Dataset excerpt Block Start

fn storage_error(err: anyhow::Error) -> ApiError {
    ApiError::Storage(format!("{:#}", err))
}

Dataset excerpt Block End

Reproduce every line in the data that has the word "ApiError" in it.

Exercise answer ▸
fn storage_error(err: anyhow::Error) -> ApiError {
    ApiError::Storage(format!("{:#}", err))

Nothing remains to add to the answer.